Stock Groups

Biden administration to spend more than $4 billion on aging U.S. ports


An aerial view of the COSCO container ship unloading its cargoes at Los Angeles Port on October 26th, 2021. This is San Pedro in California.

Visual China Group | Visual China Group | Getty Images

WASHINGTON – The Biden administration outlined several initiatives on Tuesday aimed at addressing immediate supply-chain challenges and other disruptions affecting global commerce.

A number of senior officials from the Administration spoke anonymously to describe the plan. Accordingly, the administration plans to begin working with the U.S. Army Corps of Engineers within the next 60-days. The work will include $4 billion of construction work on coastal ports, inland watersways and other facilities that are eligible for U.S. Army Corps of Engineers.

A senior administration official stated that the plan would prioritize upgrades of obsolete inspection facilities worth $3.4 billion to make international trade easier through both the north and south borders.

The person said that this was a much-needed infrastructure upgrade and had been a source of bottlenecks in the past.

The world’s supply chain – already exacerbated by the pandemic – is continuing to bear the brunt of surging consumer demand, labor shortages and overseas manufacturing delays, which has led to higher transportation costs and inflation.

On Wednesday, President Joe Biden will visit the Port of Baltimore to discuss how the $1 trillion infrastructure bill passed by lawmakers on FridayIt will strengthen supply chains and improve ports.

Although the bipartisan infrastructure bill passed in August, it sat inactive in the House for several months. It will fund massive upgrades of America’s roads and bridges as well as airports, ports, railways, and other transportation systems.

Biden attended the G-20 annual forum, which was held in Washington. The G-20 refers to 20 countries that make up more than 80% of global GDP and 75% of international trade.

While at the G-20, Biden convened a summit alongside leaders from 14 other countries and the European Union calling for their unbending commitment on supply chain issues.

“Supply chains are something that most of our citizens never think twice about until something goes wrong. During this epidemic, there have been delays and backlogs in goods, from cars to electronics to shoes to furniture. Biden said in his debut at the G-20 since becoming president

“Ending a pandemic is key to unlocking all the disruptions we are facing,” he stated. However, we must act now with our private sector partners, in order to decrease the backlogs we are facing.” he stated.

The pandemic is a reminder that there are many vulnerabilities within the system. He said it’s impossible for us to return to “business as usual.”

A plan was unveiled by the Biden administration last month to run operations 24/7 at the California ports of Los Angeles and Long BeachThis is the busiest port complex in the country.

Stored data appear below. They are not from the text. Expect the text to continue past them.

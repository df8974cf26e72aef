use budgetcraft_domain::CategoryKind;
use thiserror::Error;

pub type CoreResult<T> = Result<T, CoreError>;

#[derive(Debug, Error)]
pub enum CoreError {
    #[error("Validation failed: {0}")]
    Validation(String),
    #[error(
        "Allocating {requested:.2} would bring the total to {total:.2}, exceeding income of {income:.2}"
    )]
    OverAllocation {
        requested: f64,
        total: f64,
        income: f64,
    },
    #[error("A {kind} category named `{name}` already exists")]
    DuplicateName { kind: CategoryKind, name: String },
    #[error("Category not found: {0}")]
    CategoryNotFound(String),
    #[error("Expense not found: {0}")]
    ExpenseNotFound(i64),
    #[error("Storage error: {0}")]
    Storage(String),
    #[error("I/O error: {0}")]
    Io(#[from] std::io::Error),
}

impl CoreError {
    /// `true` for failures caused by user input rather than the environment.
    pub fn is_user_error(&self) -> bool {
        matches!(
            self,
            CoreError::Validation(_)
                | CoreError::OverAllocation { .. }
                | CoreError::DuplicateName { .. }
                | CoreError::CategoryNotFound(_)
                | CoreError::ExpenseNotFound(_)
        )
    }
}
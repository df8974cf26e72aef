use std::fs;

use assert_cmd::Command;
use predicates::{prelude::*, str::contains};
use tempfile::TempDir;

fn cli(home: &TempDir) -> Command {
    let mut cmd = Command::cargo_bin("budgetcraft_cli").unwrap();
    cmd.env("BUDGETCRAFT_HOME", home.path())
        .env("NO_COLOR", "1")
        .env_remove("RUST_LOG");
    cmd
}

#[test]
fn summary_runs_against_a_fresh_home() {
    let home = TempDir::new().unwrap();

    cli(&home)
        .assert()
        .success()
        .stdout(contains("Income:").and(contains("Needs")).and(contains("Expenses: 7")));

    assert!(home.path().join("data").join("budgetcraft-income.json").exists());
}

#[test]
fn import_then_export_round_trips_through_the_cli() {
    let home = TempDir::new().unwrap();
    let input = home.path().join("in.csv");
    fs::write(
        &input,
        "date,description,amount,category,budgetCategory\n\
         2024-07-01,Bus pass,55,Transportation,Needs\n\
         2024-07-02,,10,Food,Needs\n",
    )
    .unwrap();

    cli(&home)
        .args(["import", input.to_str().unwrap()])
        .assert()
        .success()
        .stdout(contains("Imported 1 expenses (1 rows skipped)."));

    let output = home.path().join("out.csv");
    cli(&home)
        .args(["export", output.to_str().unwrap()])
        .assert()
        .success()
        .stdout(contains("Exported 8 expenses"));
    let exported = fs::read_to_string(&output).unwrap();
    assert!(exported.starts_with("date,description,amount,category,budgetCategory,notes"));
    assert!(exported.contains("Bus pass"));
}

#[test]
fn clear_persists_between_runs() {
    let home = TempDir::new().unwrap();

    cli(&home)
        .arg("clear")
        .assert()
        .success()
        .stdout(contains("Removed 7 expenses."));
    cli(&home)
        .arg("summary")
        .assert()
        .success()
        .stdout(contains("Expenses: 0"));
}

#[test]
fn unknown_commands_fail_with_usage() {
    let home = TempDir::new().unwrap();

    cli(&home)
        .arg("frobnicate")
        .assert()
        .failure()
        .stderr(contains("Error:").and(contains("frobnicate")));
}

#[test]
fn version_prints_build_metadata() {
    let home = TempDir::new().unwrap();

    cli(&home)
        .arg("--version")
        .assert()
        .success()
        .stdout(contains(env!("CARGO_PKG_VERSION")));
}
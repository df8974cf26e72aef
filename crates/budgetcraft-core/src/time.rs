use std::sync::Mutex;

use chrono::{DateTime, Duration, Utc};

/// Clock abstracts access to the current timestamp so services remain deterministic in tests.
pub trait Clock: Send + Sync {
    /// Returns the current UTC timestamp.
    fn now(&self) -> DateTime<Utc>;

    /// Milliseconds since the Unix epoch, used for expense ids.
    fn now_millis(&self) -> i64 {
        self.now().timestamp_millis()
    }
}

/// Real-time clock backed by the system UTC time source.
#[derive(Debug, Default, Clone, Copy)]
pub struct SystemClock;

impl Clock for SystemClock {
    fn now(&self) -> DateTime<Utc> {
        Utc::now()
    }
}

/// Manually-advanced clock for tests and replay.
#[derive(Debug)]
pub struct ManualClock {
    now: Mutex<DateTime<Utc>>,
}

impl ManualClock {
    pub fn new(start: DateTime<Utc>) -> Self {
        Self {
            now: Mutex::new(start),
        }
    }

    pub fn advance(&self, by: Duration) {
        let mut now = self.now.lock().unwrap_or_else(|poisoned| poisoned.into_inner());
        *now += by;
    }

    pub fn set(&self, at: DateTime<Utc>) {
        let mut now = self.now.lock().unwrap_or_else(|poisoned| poisoned.into_inner());
        *now = at;
    }
}

impl Clock for ManualClock {
    fn now(&self) -> DateTime<Utc> {
        *self.now.lock().unwrap_or_else(|poisoned| poisoned.into_inner())
    }
}
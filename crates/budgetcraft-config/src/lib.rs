//! budgetcraft-config
//!
//! Runtime configuration for BudgetCraft: storage namespace, data location,
//! persistence debounce and logging defaults, plus disk persistence helpers.

pub mod error;
pub mod manager;
pub mod model;

pub use error::ConfigError;
pub use manager::ConfigManager;
pub use model::{Config, HOME_ENV};
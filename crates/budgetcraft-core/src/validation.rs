use budgetcraft_domain::{names_match, CategoryKind};

use crate::{CoreError, CoreResult};

/// Trims the name and rejects blank input.
pub(crate) fn category_name(candidate: &str) -> CoreResult<String> {
    let trimmed = candidate.trim();
    if trimmed.is_empty() {
        return Err(CoreError::Validation("Category name cannot be empty".into()));
    }
    Ok(trimmed.to_string())
}

pub(crate) fn color(candidate: &str) -> CoreResult<String> {
    let trimmed = candidate.trim();
    if trimmed.is_empty() {
        return Err(CoreError::Validation("Category color cannot be empty".into()));
    }
    Ok(trimmed.to_string())
}

/// Fails when `candidate` collides with a name other than the one at `exclude`.
pub(crate) fn unique_name<'a, I>(
    kind: CategoryKind,
    existing: I,
    exclude: Option<usize>,
    candidate: &str,
) -> CoreResult<()>
where
    I: IntoIterator<Item = &'a str>,
{
    let duplicate = existing
        .into_iter()
        .enumerate()
        .any(|(index, name)| names_match(name, candidate) && exclude != Some(index));
    if duplicate {
        Err(CoreError::DuplicateName {
            kind,
            name: candidate.to_string(),
        })
    } else {
        Ok(())
    }
}
//! Key/value persistence for BudgetCraft state slices.

use std::{
    collections::HashMap,
    fs::{self, File},
    io::{ErrorKind, Write},
    path::{Path, PathBuf},
    sync::RwLock,
};

use budgetcraft_core::{storage::KeyValueStore, CoreError};
use budgetcraft_domain::BudgetState;
use tracing::debug;

const VALUE_EXTENSION: &str = "json";
const TMP_SUFFIX: &str = "tmp";

/// Filesystem-backed store keeping one `<key>.json` file per key.
#[derive(Debug, Clone)]
pub struct JsonFileStore {
    root: PathBuf,
}

impl JsonFileStore {
    pub fn new(root: impl Into<PathBuf>) -> Result<Self, CoreError> {
        let root = root.into();
        fs::create_dir_all(&root)?;
        Ok(Self { root })
    }

    pub fn root(&self) -> &Path {
        &self.root
    }

    pub fn key_path(&self, key: &str) -> PathBuf {
        self.root
            .join(format!("{}.{}", canonical_key(key), VALUE_EXTENSION))
    }

    /// Keys currently on disk, sorted.
    pub fn keys(&self) -> Result<Vec<String>, CoreError> {
        if !self.root.exists() {
            return Ok(Vec::new());
        }
        let mut keys = Vec::new();
        for entry in fs::read_dir(&self.root)? {
            let path = entry?.path();
            if !path.is_file() {
                continue;
            }
            if path.extension().and_then(|ext| ext.to_str()) != Some(VALUE_EXTENSION) {
                continue;
            }
            if let Some(stem) = path.file_stem().and_then(|stem| stem.to_str()) {
                keys.push(stem.to_string());
            }
        }
        keys.sort();
        Ok(keys)
    }
}

impl KeyValueStore for JsonFileStore {
    fn get_raw(&self, key: &str) -> Result<Option<String>, CoreError> {
        match fs::read_to_string(self.key_path(key)) {
            Ok(data) => Ok(Some(data)),
            Err(err) if err.kind() == ErrorKind::NotFound => Ok(None),
            Err(err) => Err(err.into()),
        }
    }

    fn set_raw(&self, key: &str, value: &str) -> Result<(), CoreError> {
        let path = self.key_path(key);
        let tmp = tmp_path(&path);
        write_atomic(&tmp, value)?;
        fs::rename(&tmp, &path)?;
        debug!(key, bytes = value.len(), "stored value");
        Ok(())
    }

    fn remove(&self, key: &str) -> Result<(), CoreError> {
        let path = self.key_path(key);
        if path.exists() {
            fs::remove_file(path)?;
        }
        Ok(())
    }

    fn clear(&self, prefix: &str) -> Result<(), CoreError> {
        let prefix = canonical_key(prefix);
        for key in self.keys()? {
            if key.starts_with(&prefix) {
                fs::remove_file(self.key_path(&key))?;
            }
        }
        Ok(())
    }
}

/// Volatile store used for tests and as the in-memory fallback.
#[derive(Debug, Default)]
pub struct MemoryStore {
    values: RwLock<HashMap<String, String>>,
}

impl MemoryStore {
    pub fn new() -> Self {
        Self::default()
    }

    pub fn len(&self) -> usize {
        self.values.read().map(|values| values.len()).unwrap_or(0)
    }

    pub fn is_empty(&self) -> bool {
        self.len() == 0
    }
}

impl KeyValueStore for MemoryStore {
    fn get_raw(&self, key: &str) -> Result<Option<String>, CoreError> {
        let values = self.values.read().map_err(|_| poisoned())?;
        Ok(values.get(key).cloned())
    }

    fn set_raw(&self, key: &str, value: &str) -> Result<(), CoreError> {
        let mut values = self.values.write().map_err(|_| poisoned())?;
        values.insert(key.to_string(), value.to_string());
        Ok(())
    }

    fn remove(&self, key: &str) -> Result<(), CoreError> {
        let mut values = self.values.write().map_err(|_| poisoned())?;
        values.remove(key);
        Ok(())
    }

    fn clear(&self, prefix: &str) -> Result<(), CoreError> {
        let mut values = self.values.write().map_err(|_| poisoned())?;
        values.retain(|key, _| !key.starts_with(prefix));
        Ok(())
    }
}

/// Saves the whole state as one pretty-printed JSON document.
pub fn save_state_to_path(state: &BudgetState, path: &Path) -> Result<(), CoreError> {
    if let Some(parent) = path.parent() {
        fs::create_dir_all(parent)?;
    }
    let data =
        serde_json::to_string_pretty(state).map_err(|err| CoreError::Storage(err.to_string()))?;
    let tmp = tmp_path(path);
    write_atomic(&tmp, &data)?;
    fs::rename(&tmp, path)?;
    Ok(())
}

/// Loads a snapshot written by [`save_state_to_path`].
pub fn load_state_from_path(path: &Path) -> Result<BudgetState, CoreError> {
    let data = fs::read_to_string(path)?;
    serde_json::from_str(&data).map_err(|err| CoreError::Storage(err.to_string()))
}

fn canonical_key(key: &str) -> String {
    let sanitized: String = key
        .trim()
        .to_lowercase()
        .chars()
        .map(|c| match c {
            'a'..='z' | '0'..='9' | '-' | '_' => c,
            _ => '_',
        })
        .collect();
    if sanitized.trim_matches('_').is_empty() {
        "value".into()
    } else {
        sanitized
    }
}

fn poisoned() -> CoreError {
    CoreError::Storage("memory store lock poisoned".into())
}

fn tmp_path(path: &Path) -> PathBuf {
    let mut tmp = path.to_path_buf();
    let ext = match path.extension().and_then(|ext| ext.to_str()) {
        Some(existing) => format!("{}.{}", existing, TMP_SUFFIX),
        None => TMP_SUFFIX.to_string(),
    };
    tmp.set_extension(ext);
    tmp
}

fn write_atomic(path: &Path, data: &str) -> Result<(), CoreError> {
    if let Some(parent) = path.parent() {
        fs::create_dir_all(parent)?;
    }
    let mut file = File::create(path)?;
    file.write_all(data.as_bytes())?;
    file.flush()?;
    Ok(())
}
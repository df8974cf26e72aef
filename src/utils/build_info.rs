/// Compile-time build metadata produced by `build.rs`.
#[derive(Debug, Clone, Copy)]
pub struct BuildMetadata {
    pub version: &'static str,
    pub git_hash: &'static str,
    pub git_status: &'static str,
    pub timestamp: &'static str,
    pub target: &'static str,
    pub profile: &'static str,
    pub rustc: &'static str,
}

impl BuildMetadata {
    /// One-line summary for `--version` style output.
    pub fn describe(&self) -> String {
        format!(
            "budgetcraft {} ({} {}, built {} for {} [{}])",
            self.version, self.git_hash, self.git_status, self.timestamp, self.target, self.profile
        )
    }
}

/// Returns the statically-embedded build metadata.
pub fn current() -> BuildMetadata {
    BuildMetadata {
        version: env!("CARGO_PKG_VERSION"),
        git_hash: option_env!("BUDGETCRAFT_BUILD_HASH").unwrap_or("unknown"),
        git_status: option_env!("BUDGETCRAFT_BUILD_STATUS").unwrap_or("unknown"),
        timestamp: option_env!("BUDGETCRAFT_BUILD_TIMESTAMP").unwrap_or("unknown"),
        target: option_env!("BUDGETCRAFT_BUILD_TARGET").unwrap_or("unknown"),
        profile: option_env!("BUDGETCRAFT_BUILD_PROFILE").unwrap_or("unknown"),
        rustc: option_env!("BUDGETCRAFT_BUILD_RUSTC").unwrap_or("unknown"),
    }
}
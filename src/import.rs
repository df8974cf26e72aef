//! CSV import and export of the expense ledger.
//!
//! Columns: `date, description, amount, category, budgetCategory, notes`.

use std::{
    fs::File,
    io::{Read, Write},
    path::Path,
};

use budgetcraft_domain::{Expense, NewExpense, UNCATEGORIZED};
use serde::{Deserialize, Serialize};
use tracing::{debug, info};

use crate::{
    errors::{BudgetError, BudgetResult},
    store::BudgetStore,
};

/// Counts reported after an import.
#[derive(Debug, Clone, Copy, Default, PartialEq, Eq)]
pub struct ImportSummary {
    pub imported: usize,
    pub skipped: usize,
}

#[derive(Debug, Default, Deserialize)]
#[serde(default)]
struct CsvExpenseRow {
    date: Option<String>,
    description: Option<String>,
    amount: Option<String>,
    category: Option<String>,
    #[serde(rename = "budgetCategory")]
    budget_category: Option<String>,
    notes: Option<String>,
}

#[derive(Debug, Serialize)]
struct CsvExpenseRecord<'a> {
    date: &'a str,
    description: &'a str,
    amount: f64,
    category: &'a str,
    #[serde(rename = "budgetCategory")]
    budget_category: &'a str,
    notes: &'a str,
}

impl CsvExpenseRow {
    /// Converts a row, or returns why it was dropped.
    fn into_new_expense(self) -> Result<NewExpense, &'static str> {
        let date = non_blank(self.date).ok_or("missing date")?;
        let description = non_blank(self.description).ok_or("missing description")?;
        let raw_amount = non_blank(self.amount).ok_or("missing amount")?;
        let amount = raw_amount
            .parse::<f64>()
            .map_err(|_| "amount is not a number")?;
        if !amount.is_finite() || amount <= 0.0 {
            return Err("amount must be positive");
        }
        let category = non_blank(self.category).unwrap_or_else(|| UNCATEGORIZED.to_string());
        let budget_category =
            non_blank(self.budget_category).unwrap_or_else(|| UNCATEGORIZED.to_string());
        let mut expense = NewExpense::new(date, description, amount, category, budget_category);
        if let Some(notes) = self.notes {
            expense = expense.with_notes(notes);
        }
        Ok(expense)
    }
}

fn non_blank(value: Option<String>) -> Option<String> {
    value
        .map(|text| text.trim().to_string())
        .filter(|text| !text.is_empty())
}

/// Parses CSV rows into expenses, dropping invalid rows.
pub fn parse_expenses_csv<R: Read>(reader: R) -> BudgetResult<(Vec<NewExpense>, usize)> {
    let mut rdr = csv::ReaderBuilder::new()
        .has_headers(true)
        .flexible(true)
        .trim(csv::Trim::All)
        .from_reader(reader);

    let mut expenses = Vec::new();
    let mut skipped = 0;
    for (index, row) in rdr.deserialize::<CsvExpenseRow>().enumerate() {
        match row?.into_new_expense() {
            Ok(expense) => expenses.push(expense),
            Err(reason) => {
                debug!(row = index + 2, reason, "skipping CSV row");
                skipped += 1;
            }
        }
    }
    Ok((expenses, skipped))
}

/// Adds every valid row to the ledger with fresh ids.
pub fn import_expenses_csv<R: Read>(store: &mut BudgetStore, reader: R) -> BudgetResult<ImportSummary> {
    let (expenses, skipped) = parse_expenses_csv(reader)?;
    let imported = store.add_expenses(expenses)?.len();
    info!(imported, skipped, "expenses imported from CSV");
    Ok(ImportSummary { imported, skipped })
}

pub fn import_expenses_csv_path(store: &mut BudgetStore, path: &Path) -> BudgetResult<ImportSummary> {
    let file = File::open(path).map_err(|err| {
        BudgetError::Import(format!("cannot open `{}`: {err}", path.display()))
    })?;
    import_expenses_csv(store, file)
}

/// Writes expenses in ledger order. Returns the number of rows written.
pub fn export_expenses_csv<W: Write>(expenses: &[Expense], writer: W) -> BudgetResult<usize> {
    let mut wtr = csv::Writer::from_writer(writer);
    for expense in expenses {
        wtr.serialize(CsvExpenseRecord {
            date: &expense.date,
            description: &expense.description,
            amount: expense.amount,
            category: &expense.category,
            budget_category: &expense.budget_category,
            notes: expense.notes.as_deref().unwrap_or_default(),
        })?;
    }
    wtr.flush()?;
    Ok(expenses.len())
}

pub fn export_expenses_csv_path(expenses: &[Expense], path: &Path) -> BudgetResult<usize> {
    let file = File::create(path)?;
    export_expenses_csv(expenses, file)
}

#[cfg(test)]
mod tests {
    use super::*;

    #[test]
    fn rows_missing_required_fields_are_skipped() {
        let data = "\
date,description,amount,category,budgetCategory,notes
2024-01-02,Coffee,3.50,Food,Wants,
,No date,4,Food,Wants,
2024-01-03,,4,Food,Wants,
2024-01-04,Bad amount,abc,Food,Wants,
2024-01-05,Refund,-10,Food,Wants,
2024-01-06,Mystery,12,,,
";
        let (expenses, skipped) = parse_expenses_csv(data.as_bytes()).unwrap();
        assert_eq!(skipped, 4);
        assert_eq!(expenses.len(), 2);
        assert_eq!(expenses[1].category, UNCATEGORIZED);
        assert_eq!(expenses[1].budget_category, UNCATEGORIZED);
        assert_eq!(expenses[0].notes, None);
    }

    #[test]
    fn optional_columns_may_be_absent() {
        let data = "date,description,amount\n2024-01-02,Coffee,3.5\n";
        let (expenses, skipped) = parse_expenses_csv(data.as_bytes()).unwrap();
        assert_eq!(skipped, 0);
        assert_eq!(expenses[0].category, UNCATEGORIZED);
    }

    #[test]
    fn export_writes_header_and_rows() {
        let expenses = vec![NewExpense::new("2024-01-02", "Coffee, large", 3.5, "Food", "Wants")
            .with_notes("with oat milk")
            .into_expense(1)];
        let mut out = Vec::new();
        let rows = export_expenses_csv(&expenses, &mut out).unwrap();
        let text = String::from_utf8(out).unwrap();
        assert_eq!(rows, 1);
        assert_eq!(
            text,
            "date,description,amount,category,budgetCategory,notes\n\
             2024-01-02,\"Coffee, large\",3.5,Food,Wants,with oat milk\n"
        );
    }
}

The twin California ports that account for 40% of the sea freight into the United States were soon announced new fines on carriers in order to abate the intensifying logjam of cargo ships

Beginning Nov. 1, trucks moving offloaded containers will be fined for up to nine days. Three days will be given to containers that are scheduled for rail transport. These deadlines will apply to containers that are scheduled for rail transport. Carriers will be subject to $100 per lingering container each day.